DATA LISTING Block Start
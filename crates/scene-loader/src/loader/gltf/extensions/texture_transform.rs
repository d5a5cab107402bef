use serde::Deserialize;
use serde_json::Value;

use crate::texture::TextureAssetTransform;

use super::{super::GltfLoaderError, parse_extension_value, KHR_TEXTURE_TRANSFORM};

#[derive(Debug, Default, Deserialize)]
#[serde(rename_all = "camelCase")]
struct TextureTransformDef {
    offset: Option<[f32; 2]>,
    rotation: Option<f32>,
    scale: Option<[f32; 2]>,
    tex_coord: Option<usize>,
}

/// Reads the UV transform of a texture slot.
pub fn parse_texture_transform(value: &Value) -> Result<TextureAssetTransform, GltfLoaderError> {
    let def: TextureTransformDef = parse_extension_value(KHR_TEXTURE_TRANSFORM, value)?;
    let default = TextureAssetTransform::default();
    Ok(TextureAssetTransform {
        offset: def.offset.unwrap_or(default.offset),
        rotation: def.rotation.unwrap_or(default.rotation),
        scale: def.scale.unwrap_or(default.scale),
        tex_coord: def.tex_coord,
    })
}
DATA LISTING Block End
TRY IT: In the entries above, find each line containing the string "GltfLoaderError" and copy it.

COMPLETED TASK:
use super::{super::GltfLoaderError, parse_extension_value, KHR_TEXTURE_TRANSFORM};
pub fn parse_texture_transform(value: &Value) -> Result<TextureAssetTransform, GltfLoaderError> {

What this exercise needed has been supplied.